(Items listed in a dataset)
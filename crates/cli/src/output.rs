//! Plain-text rendering to stdout.

#![allow(clippy::print_stdout)]

use rust_decimal::Decimal;
use shopfront_cart::{CartClient, CartValidation};
use shopfront_core::{CartItem, Price, ProductSnapshot};

pub fn line(text: &str) {
    println!("{text}");
}

fn usd(amount: Decimal) -> Price {
    Price::usd(amount)
}

fn item_line(item: &CartItem) -> String {
    format!(
        "  [{}] {} x{} @ {} = {}",
        item.id,
        item.product.name,
        item.quantity,
        usd(item.price),
        item.line_total()
            .map_or_else(|| "n/a".to_string(), |total| usd(total).to_string()),
    )
}

/// Print the client's mirror with its derived totals.
pub fn cart(client: &CartClient) {
    let Some(cart) = client.snapshot().filter(|cart| !cart.is_empty()) else {
        println!("Cart is empty");
        return;
    };

    match cart.id {
        Some(id) => println!("Cart #{id}"),
        None => println!("Cart"),
    }
    for item in &cart.items {
        println!("{}", item_line(item));
    }
    println!("Items:    {}", client.item_count());
    println!("Subtotal: {}", usd(client.cart_total()));
    if let Some(code) = client.coupon_code() {
        let discount = cart.discount.unwrap_or_default();
        println!("Coupon:   {code} (-{})", usd(discount));
    }
    println!("Total:    {}", usd(client.payable_total()));
}

pub fn validation(verdict: &CartValidation) {
    if verdict.valid {
        println!("Cart is ready for checkout");
    } else {
        println!("Cart cannot be checked out:");
        for issue in &verdict.issues {
            println!("  - {issue}");
        }
    }
}

pub fn product(product: &ProductSnapshot) {
    println!("[{}] {}", product.id, product.name);
    println!("Price: {}", usd(product.price));
    match product.stock {
        Some(0) => println!("Out of stock"),
        Some(stock) => println!("In stock: {stock}"),
        None => {}
    }
    if let Some(image) = &product.image {
        println!("Image: {image}");
    }
}

#[cfg(test)]
mod tests {
    use shopfront_core::{CartItemId, ProductId};

    use super::*;

    #[test]
    fn test_item_line_formats_prices() {
        let item = CartItem {
            id: CartItemId::new(7),
            product: ProductSnapshot {
                id: ProductId::new(42),
                name: "Mug".to_string(),
                price: Decimal::new(1250, 2),
                stock: None,
                image: None,
            },
            quantity: 2,
            price: Decimal::new(1250, 2),
        };
        assert_eq!(item_line(&item), "  [7] Mug x2 @ $12.50 = $25.00");
    }
}
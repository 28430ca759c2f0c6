//! Newtype IDs for type-safe entity references.
//!
//! Use the `define_id!` macro to create type-safe ID wrappers that prevent
//! accidentally passing a cart item ID where a product ID is expected.

/// Macro to define a type-safe ID wrapper.
///
/// Creates a newtype wrapper around `i32` with:
/// - `Serialize`/`Deserialize` with `#[serde(transparent)]`
/// - `Debug`, `Clone`, `Copy`, `PartialEq`, `Eq`, `Hash`
/// - Conversion methods: `new()`, `as_i32()`
/// - `From<i32>` and `Into<i32>` implementations
/// - `FromStr` so IDs can be parsed from CLI arguments and URL segments
///
/// # Example
///
/// ```rust
/// # use shopfront_core::define_id;
/// define_id!(WishlistId);
/// define_id!(ReviewId);
///
/// let wishlist_id = WishlistId::new(1);
/// let review_id = ReviewId::new(1);
///
/// // These are different types, so this won't compile:
/// // let _: WishlistId = review_id;
/// ```
#[macro_export]
macro_rules! define_id {
    ($name:ident) => {
        #[derive(
            Debug,
            Clone,
            Copy,
            PartialEq,
            Eq,
            Hash,
            ::serde::Serialize,
            ::serde::Deserialize
        )]
        #[serde(transparent)]
        pub struct $name(i32);

        impl $name {
            /// Create a new ID from an i32 value.
            #[must_use]
            pub const fn new(id: i32) -> Self {
                Self(id)
            }

            /// Get the underlying i32 value.
            #[must_use]
            pub const fn as_i32(&self) -> i32 {
                self.0
            }
        }

        impl ::core::fmt::Display for $name {
            fn fmt(&self, f: &mut ::core::fmt::Formatter<'_>) -> ::core::fmt::Result {
                write!(f, "{}", self.0)
            }
        }

        impl ::core::str::FromStr for $name {
            type Err = ::core::num::ParseIntError;

            fn from_str(s: &str) -> ::core::result::Result<Self, Self::Err> {
                s.trim().parse::<i32>().map(Self)
            }
        }

        impl From<i32> for $name {
            fn from(id: i32) -> Self {
                Self(id)
            }
        }

        impl From<$name> for i32 {
            fn from(id: $name) -> Self {
                id.0
            }
        }
    };
}

define_id!(UserId);
define_id!(ProductId);
define_id!(CartId);
define_id!(CartItemId);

> _EXERCISE_
Transcribe, word for word, the data above from its first line through the line with "item.line_total()", and include nothing else.

> _THE COMPLETED TASK_
filename crates/cli/src/output.rs
//! Plain-text rendering to stdout.

#![allow(clippy::print_stdout)]

use rust_decimal::Decimal;
use shopfront_cart::{CartClient, CartValidation};
use shopfront_core::{CartItem, Price, ProductSnapshot};

pub fn line(text: &str) {
    println!("{text}");
}

fn usd(amount: Decimal) -> Price {
    Price::usd(amount)
}

fn item_line(item: &CartItem) -> String {
    format!(
        "  [{}] {} x{} @ {} = {}",
        item.id,
        item.product.name,
        item.quantity,
        usd(item.price),
        item.line_total()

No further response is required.